The state government is investigating the incident after local resident Helen Oakley discovered the dead and distressed marsupials while she was hiking on Wednesday. Her tearful video from the scene was shared widely on Facebook.
Ms Oakley found 10 dead koalas on the property and told the Australian Broadcasting Corporation that dozens more were trapped on remaining stands of trees.
"Some of them have been fairly decomposed, so they've been there for a while," she said. "But we're finding them in the rows of pushed up blue gums [on the ground], sitting there – I found one yesterday with a broken arm."

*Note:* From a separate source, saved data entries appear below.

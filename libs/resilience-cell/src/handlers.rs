use std::sync::Arc;

use axum::{extract::State, Json};
use serde_json::{json, Value};

use crate::registry::BreakerRegistry;

pub async fn get_circuit_breakers(
    State(registry): State<Arc<BreakerRegistry>>,
) -> Json<Value> {
    let breakers = registry.snapshots().await;
    let open = breakers.iter().filter(|b| b.state_gauge != 0).count();

    Json(json!({
        "circuit_breakers": breakers,
        "total": breakers.len(),
        "not_closed": open,
    }))
}
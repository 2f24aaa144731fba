use async_trait::async_trait;
use reqwest::Method;
use serde_json::Value;
use tokio::sync::RwLock;
use tracing::debug;
use uuid::Uuid;

use shared_config::AppConfig;
use shared_database::SupabaseClient;

use crate::error::SchedulingError;
use crate::models::{ProviderSchedule, ProviderType};

#[async_trait]
pub trait ScheduleStore: Send + Sync {
    async fn get(&self, provider_id: Uuid) -> Result<Option<ProviderSchedule>, SchedulingError>;

    /// Schedules matching the optional filters, in a stable order.
    async fn find(
        &self,
        provider_id: Option<Uuid>,
        provider_type: Option<ProviderType>,
    ) -> Result<Vec<ProviderSchedule>, SchedulingError>;

    async fn upsert(&self, schedule: ProviderSchedule) -> Result<ProviderSchedule, SchedulingError>;
}

#[derive(Default)]
pub struct InMemoryScheduleStore {
    schedules: RwLock<Vec<ProviderSchedule>>,
}

impl InMemoryScheduleStore {
    pub fn new() -> Self {
        Self::default()
    }
}

#[async_trait]
impl ScheduleStore for InMemoryScheduleStore {
    async fn get(&self, provider_id: Uuid) -> Result<Option<ProviderSchedule>, SchedulingError> {
        Ok(self
            .schedules
            .read()
            .await
            .iter()
            .find(|s| s.provider_id == provider_id)
            .cloned())
    }

    async fn find(
        &self,
        provider_id: Option<Uuid>,
        provider_type: Option<ProviderType>,
    ) -> Result<Vec<ProviderSchedule>, SchedulingError> {
        Ok(self
            .schedules
            .read()
            .await
            .iter()
            .filter(|s| provider_id.map_or(true, |id| s.provider_id == id))
            .filter(|s| provider_type.map_or(true, |kind| s.provider_type == kind))
            .cloned()
            .collect())
    }

    async fn upsert(&self, schedule: ProviderSchedule) -> Result<ProviderSchedule, SchedulingError> {
        let mut schedules = self.schedules.write().await;
        match schedules.iter_mut().find(|s| s.provider_id == schedule.provider_id) {
            Some(existing) => *existing = schedule.clone(),
            None => schedules.push(schedule.clone()),
        }
        Ok(schedule)
    }
}

/// `provider_schedules` table over PostgREST, authenticated with the service key.
pub struct PostgrestScheduleStore {
    client: SupabaseClient,
    service_key: String,
}

impl PostgrestScheduleStore {
    pub fn new(config: &AppConfig) -> Self {
        Self {
            client: SupabaseClient::new(config),
            service_key: config.supabase_anon_key.clone(),
        }
    }

    fn storage_error(e: anyhow::Error) -> SchedulingError {
        SchedulingError::Storage(e.to_string())
    }

    fn parse(rows: Vec<Value>) -> Result<Vec<ProviderSchedule>, SchedulingError> {
        rows.into_iter()
            .map(|row| serde_json::from_value(row).map_err(SchedulingError::from))
            .collect()
    }
}

#[async_trait]
impl ScheduleStore for PostgrestScheduleStore {
    async fn get(&self, provider_id: Uuid) -> Result<Option<ProviderSchedule>, SchedulingError> {
        let path = format!("/rest/v1/provider_schedules?provider_id=eq.{}", provider_id);
        let rows: Vec<Value> = self
            .client
            .request(Method::GET, &path, Some(&self.service_key), None)
            .await
            .map_err(Self::storage_error)?;
        Ok(Self::parse(rows)?.into_iter().next())
    }

    async fn find(
        &self,
        provider_id: Option<Uuid>,
        provider_type: Option<ProviderType>,
    ) -> Result<Vec<ProviderSchedule>, SchedulingError> {
        let mut path = "/rest/v1/provider_schedules?order=created_at.asc".to_string();
        if let Some(id) = provider_id {
            path.push_str(&format!("&provider_id=eq.{}", id));
        }
        if let Some(kind) = provider_type {
            path.push_str(&format!("&provider_type=eq.{}", kind));
        }

        debug!("Loading provider schedules: {}", path);
        let rows: Vec<Value> = self
            .client
            .request(Method::GET, &path, Some(&self.service_key), None)
            .await
            .map_err(Self::storage_error)?;
        Self::parse(rows)
    }

    async fn upsert(&self, schedule: ProviderSchedule) -> Result<ProviderSchedule, SchedulingError> {
        let body = serde_json::to_value(&schedule)?;
        let rows: Vec<Value> = self
            .client
            .request_with_headers(
                Method::POST,
                "/rest/v1/provider_schedules?on_conflict=provider_id",
                Some(&self.service_key),
                Some(body),
                &[("prefer", "resolution=merge-duplicates,return=representation")],
            )
            .await
            .map_err(Self::storage_error)?;

        Self::parse(rows)?
            .into_iter()
            .next()
            .ok_or_else(|| SchedulingError::Storage("upsert returned no rows".to_string()))
    }
}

At least 25 injured koalas were euthanised, according to Victoria's Department of Environment, which counted 120 live animals at the site.
The surviving koalas would be "rehabilitated at a later stage," incident controller Andrew Pritchard told the ABC.
The Animals Australia charity said it had flown in a team of volunteer vets to examine and care for the koalas.
The charity said it appeared that whoever was responsible for clearing the land had breached the law, including the Prevention of Cruelty to Animals Act.
"During this time of devastating habitat loss, it will come as no surprise that koalas are seeking refuge in commercial blue-gum plantations. The logging of these forests then destroys precious habitat," Animals Australia said on Twitter.
"By law, the companies that own these plantations must provide koala ‘spotters’ to identify koalas in trees before logging commences, so that animals can be safely removed and relocated.
"There is also a legal responsibility to ensure the welfare of koalas after logging has ceased."
An investigation is under way.
"It is unclear as yet who bulldozed the trees with the koalas apparently still in them, but it is absolutely certain that this was not a plantation or a forestry company," Australian Forest Products Association chief executive Ross Hampton told Melbourne newspaper The Age.
"We support all those calling for the full force of the law to be applied to the perpetrator."
The plight of Australia's wildlife made world headlines last month as countless images of injured and dead koalas came to symbolise the months-long bushfire crisis that has burnt through vast wilderness areas.
More than one billion animals are estimated to have died in the fires.